I am attempting to have a kubernetes nginx deployment with zero downtime. Part of that process has been to initiate a rollingUpdate, which ensures that at least one pod is running nginx at all times. This works perfectly well.
I am running into errors when the old nginx pod is terminating. According to the kubernetes docs on termination, kubernetes will:
- remove the pod from the endpoints list for the service, so it is not receiving any new traffic when termination begins
- invoke a pre-stop hook if it is defined, and wait for it to complete
- send SIGTERM to all remaining processes
- send SIGKILL to any remaining processes after the grace period expires.

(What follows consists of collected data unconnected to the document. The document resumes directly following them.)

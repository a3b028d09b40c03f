use std::collections::{HashMap, VecDeque};
use std::sync::Arc;
use log::debug;
use parking_lot::{Mutex, MutexGuard, RwLock};

use crate::common::types::{Frame, FrameId, FramePtr, Lsn, Page, PageId, PagePtr, INVALID_PAGE_ID};
use crate::storage::buffer::error::BufferPoolError;
use crate::storage::buffer::replacer::LruReplacer;
use crate::storage::buffer::BufferPool;
use crate::storage::disk::DiskManager;
use crate::wal::LogManager;

/// State guarded by the instance latch: the frame table, the free list and
/// the allocation cursor. Every public operation holds this for its entire
/// body, disk I/O included; the coarse latch is deliberate.
struct PoolCore {
    page_table: HashMap<PageId, FrameId>,
    free_list: VecDeque<FrameId>,
    next_page_id: PageId,
}

/// One buffer pool instance: a fixed array of frames fronting the disk
/// manager, with LRU replacement over unpinned frames.
///
/// When the instance is part of a parallel pool it owns exactly the page ids
/// congruent to `instance_index` modulo `num_instances`; allocation hands out
/// `instance_index, instance_index + num_instances, ...` so routing by
/// `page_id % num_instances` always finds the owner.
pub struct BufferPoolInstance {
    pool_size: usize,
    num_instances: u32,
    instance_index: u32,
    frames: Vec<FramePtr>,
    core: Mutex<PoolCore>,
    replacer: LruReplacer,
    disk_manager: Arc<DiskManager>,
    log_manager: Option<Arc<LogManager>>,
}

impl BufferPoolInstance {
    /// Create a standalone instance (a parallel pool of one)
    pub fn new(pool_size: usize, disk_manager: Arc<DiskManager>) -> Self {
        Self::new_sharded(pool_size, 1, 0, disk_manager, None)
    }

    /// Create a standalone instance with a WAL sink attached
    pub fn new_with_wal(
        pool_size: usize,
        disk_manager: Arc<DiskManager>,
        log_manager: Arc<LogManager>,
    ) -> Self {
        Self::new_sharded(pool_size, 1, 0, disk_manager, Some(log_manager))
    }

    /// Create instance `instance_index` of a pool of `num_instances`
    pub fn new_sharded(
        pool_size: usize,
        num_instances: u32,
        instance_index: u32,
        disk_manager: Arc<DiskManager>,
        log_manager: Option<Arc<LogManager>>,
    ) -> Self {
        assert!(num_instances > 0, "a pool needs at least one instance");
        assert!(
            instance_index < num_instances,
            "instance index {} out of range for {} instances",
            instance_index,
            num_instances
        );

        let mut frames = Vec::with_capacity(pool_size);
        let mut free_list = VecDeque::with_capacity(pool_size);

        for frame_id in 0..pool_size {
            let page = Arc::new(RwLock::new(Page::new(INVALID_PAGE_ID)));
            frames.push(Arc::new(RwLock::new(Frame::new(frame_id, page))));
            free_list.push_back(frame_id);
        }

        Self {
            pool_size,
            num_instances,
            instance_index,
            frames,
            core: Mutex::new(PoolCore {
                page_table: HashMap::new(),
                free_list,
                next_page_id: instance_index,
            }),
            replacer: LruReplacer::new(pool_size),
            disk_manager,
            log_manager,
        }
    }

    /// Fetch a page, pinning its frame. Reads from disk on a miss.
    pub fn fetch_page(&self, page_id: PageId) -> Result<PagePtr, BufferPoolError> {
        if page_id == INVALID_PAGE_ID {
            return Err(BufferPoolError::InvalidPageId);
        }

        let mut core = self.core.lock();

        // Hit: pin and return
        if let Some(&frame_id) = core.page_table.get(&page_id) {
            let frame = &self.frames[frame_id];
            let mut frame_guard = frame.write();
            frame_guard.pin_count += 1;
            self.replacer.pin(frame_id);
            return Ok(frame_guard.page.clone());
        }

        // Miss: claim a frame, retire whatever lived there, read from disk
        let frame_id = self
            .claim_frame(&mut core)
            .ok_or(BufferPoolError::PoolExhausted)?;
        self.retire_resident(&mut core, frame_id)?;

        let frame = &self.frames[frame_id];
        let mut frame_guard = frame.write();

        {
            let mut page_guard = frame_guard.page.write();
            if let Err(e) = self.disk_manager.read_page(page_id, &mut page_guard) {
                // The frame holds nothing now; hand it back before bailing out
                page_guard.page_id = INVALID_PAGE_ID;
                drop(page_guard);
                drop(frame_guard);
                core.free_list.push_front(frame_id);
                return Err(e.into());
            }
        }

        frame_guard.pin_count = 1;
        frame_guard.is_dirty = false;
        self.replacer.pin(frame_id);
        core.page_table.insert(page_id, frame_id);

        Ok(frame_guard.page.clone())
    }

    /// Allocate a fresh page id and pin a zeroed frame for it.
    ///
    /// The blank page is written to disk eagerly so the allocated id is
    /// durable even if it is never modified.
    pub fn new_page(&self) -> Result<(PagePtr, PageId), BufferPoolError> {
        let mut core = self.core.lock();

        if self.all_frames_pinned() {
            return Err(BufferPoolError::PoolExhausted);
        }

        let frame_id = self
            .claim_frame(&mut core)
            .ok_or(BufferPoolError::PoolExhausted)?;
        self.retire_resident(&mut core, frame_id)?;

        let page_id = self.allocate_page(&mut core);

        let frame = &self.frames[frame_id];
        let mut frame_guard = frame.write();

        {
            let mut page_guard = frame_guard.page.write();
            page_guard.page_id = page_id;
            page_guard.lsn = 0;
            page_guard.reset_data();
            if let Err(e) = self.disk_manager.write_page(page_id, &page_guard.data) {
                page_guard.page_id = INVALID_PAGE_ID;
                drop(page_guard);
                drop(frame_guard);
                core.free_list.push_front(frame_id);
                return Err(e.into());
            }
        }

        frame_guard.pin_count = 1;
        frame_guard.is_dirty = false;
        self.replacer.pin(frame_id);
        core.page_table.insert(page_id, frame_id);

        Ok((frame_guard.page.clone(), page_id))
    }

    /// Drop one pin on a resident page, recording whether the caller wrote it
    pub fn unpin_page(&self, page_id: PageId, is_dirty: bool) -> Result<(), BufferPoolError> {
        let core = self.core.lock();

        let &frame_id = core
            .page_table
            .get(&page_id)
            .ok_or(BufferPoolError::PageNotFound(page_id))?;

        let frame = &self.frames[frame_id];
        let mut frame_guard = frame.write();

        if frame_guard.pin_count == 0 {
            return Err(BufferPoolError::PageNotPinned(page_id));
        }

        if is_dirty {
            frame_guard.is_dirty = true;
        }

        frame_guard.pin_count -= 1;
        if frame_guard.pin_count == 0 {
            self.replacer.unpin(frame_id);
        }

        Ok(())
    }

    /// Write a resident page's payload to disk. The dirty flag is left as-is.
    pub fn flush_page(&self, page_id: PageId) -> Result<(), BufferPoolError> {
        if page_id == INVALID_PAGE_ID {
            return Err(BufferPoolError::InvalidPageId);
        }

        let core = self.core.lock();

        let &frame_id = core
            .page_table
            .get(&page_id)
            .ok_or(BufferPoolError::PageNotFound(page_id))?;

        let frame = &self.frames[frame_id];
        let frame_guard = frame.read();
        let page_guard = frame_guard.page.read();

        self.flush_wal_up_to(page_guard.lsn);
        self.disk_manager.write_page(page_id, &page_guard.data)?;

        Ok(())
    }

    /// Write every resident page to disk
    pub fn flush_all_pages(&self) -> Result<(), BufferPoolError> {
        let core = self.core.lock();

        for (&page_id, &frame_id) in core.page_table.iter() {
            let frame = &self.frames[frame_id];
            let frame_guard = frame.read();
            let page_guard = frame_guard.page.read();

            self.flush_wal_up_to(page_guard.lsn);
            self.disk_manager.write_page(page_id, &page_guard.data)?;
        }

        Ok(())
    }

    /// Delete a page. Vacuously succeeds when the page is not resident;
    /// refuses while anyone holds a pin.
    pub fn delete_page(&self, page_id: PageId) -> Result<(), BufferPoolError> {
        let mut core = self.core.lock();

        let frame_id = match core.page_table.get(&page_id) {
            Some(&frame_id) => frame_id,
            None => return Ok(()),
        };

        let frame = &self.frames[frame_id];
        let mut frame_guard = frame.write();

        if frame_guard.pin_count > 0 {
            return Err(BufferPoolError::PagePinned(page_id));
        }

        if frame_guard.is_dirty {
            let page_guard = frame_guard.page.read();
            self.flush_wal_up_to(page_guard.lsn);
            self.disk_manager.write_page(page_id, &page_guard.data)?;
        }

        self.disk_manager.deallocate_page(page_id);

        core.page_table.remove(&page_id);
        {
            let mut page_guard = frame_guard.page.write();
            page_guard.page_id = INVALID_PAGE_ID;
            page_guard.lsn = 0;
            page_guard.reset_data();
        }
        frame_guard.is_dirty = false;
        frame_guard.pin_count = 0;

        self.replacer.pin(frame_id);
        core.free_list.push_back(frame_id);

        Ok(())
    }

    /// Whether the page currently occupies a frame
    pub fn contains_page(&self, page_id: PageId) -> bool {
        self.core.lock().page_table.contains_key(&page_id)
    }

    pub fn pool_size(&self) -> usize {
        self.pool_size
    }

    /// Pick a frame for an incoming page: free list first, then the replacer
    fn claim_frame(&self, core: &mut MutexGuard<'_, PoolCore>) -> Option<FrameId> {
        if let Some(frame_id) = core.free_list.pop_front() {
            return Some(frame_id);
        }
        self.replacer.victim()
    }

    /// Write back and unmap whatever page currently lives in `frame_id`.
    /// The dirty payload goes out under its old page id, before the frame's
    /// identity is overwritten.
    fn retire_resident(
        &self,
        core: &mut MutexGuard<'_, PoolCore>,
        frame_id: FrameId,
    ) -> Result<(), BufferPoolError> {
        let frame = &self.frames[frame_id];
        let mut frame_guard = frame.write();

        let old_page_id = frame_guard.page.read().page_id;
        if old_page_id == INVALID_PAGE_ID {
            return Ok(());
        }

        if frame_guard.is_dirty {
            debug!("evicting dirty page {} from frame {}", old_page_id, frame_id);
            let page_guard = frame_guard.page.read();
            self.flush_wal_up_to(page_guard.lsn);
            self.disk_manager.write_page(old_page_id, &page_guard.data)?;
        }

        frame_guard.is_dirty = false;
        frame_guard.pin_count = 0;
        core.page_table.remove(&old_page_id);

        Ok(())
    }

    /// Hand out the next page id owned by this instance
    fn allocate_page(&self, core: &mut MutexGuard<'_, PoolCore>) -> PageId {
        let page_id = core.next_page_id;
        core.next_page_id += self.num_instances;
        // Allocated ids must route back to this instance; a mismatch is a bug,
        // not a recoverable condition.
        assert_eq!(
            page_id % self.num_instances,
            self.instance_index,
            "allocated page id {} does not belong to instance {} of {}",
            page_id,
            self.instance_index,
            self.num_instances
        );
        page_id
    }

    fn all_frames_pinned(&self) -> bool {
        self.frames
            .iter()
            .all(|frame| frame.read().pin_count > 0)
    }

    /// WAL-before-data: make log records durable up to the page's LSN before
    /// its payload reaches disk
    fn flush_wal_up_to(&self, lsn: Lsn) {
        if let Some(ref log_manager) = self.log_manager {
            log_manager.flush_till_lsn(lsn);
        }
    }
}

impl BufferPool for BufferPoolInstance {
    fn fetch_page(&self, page_id: PageId) -> Result<PagePtr, BufferPoolError> {
        BufferPoolInstance::fetch_page(self, page_id)
    }

    fn new_page(&self) -> Result<(PagePtr, PageId), BufferPoolError> {
        BufferPoolInstance::new_page(self)
    }

    fn unpin_page(&self, page_id: PageId, is_dirty: bool) -> Result<(), BufferPoolError> {
        BufferPoolInstance::unpin_page(self, page_id, is_dirty)
    }

    fn flush_page(&self, page_id: PageId) -> Result<(), BufferPoolError> {
        BufferPoolInstance::flush_page(self, page_id)
    }

    fn delete_page(&self, page_id: PageId) -> Result<(), BufferPoolError> {
        BufferPoolInstance::delete_page(self, page_id)
    }

    fn flush_all_pages(&self) -> Result<(), BufferPoolError> {
        BufferPoolInstance::flush_all_pages(self)
    }

    fn contains_page(&self, page_id: PageId) -> bool {
        BufferPoolInstance::contains_page(self, page_id)
    }

    fn pool_size(&self) -> usize {
        BufferPoolInstance::pool_size(self)
    }
}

I understand that the command nginx -s quit
is supposed to gracefully terminate nginx by waiting for all workers to complete requests before the master terminates. It responds gracefully to the SIGQUIT command, while SIGTERM results in violent termination. Other forums say that it is as easy as adding the following preStop hook to your deployment:
lifecycle:
preStop:
exec:
command: ["/usr/sbin/nginx", "-s", "quit"]
However, from testing this command I have found that nginx -s quit
returns immediately, instead of waiting for the workers to complete. It also does not return the PID of the master process, which is what I was hoping for D:
What happens is, kubernetes invokes nginx -s quit
, which will send a proper SIGQUIT to the worker children, but not wait for them to complete. Instead it will jump right to step 3 and SIGTERM those processes instead, resulting in violent termination, and thus, lost connections.
QUESTION: Has anyone figured out a good way to gracefully shut down their nginx controller during a rolling deployment and have zero downtime? A sleep
workaround isn't good enough, I'm looking for something more robust.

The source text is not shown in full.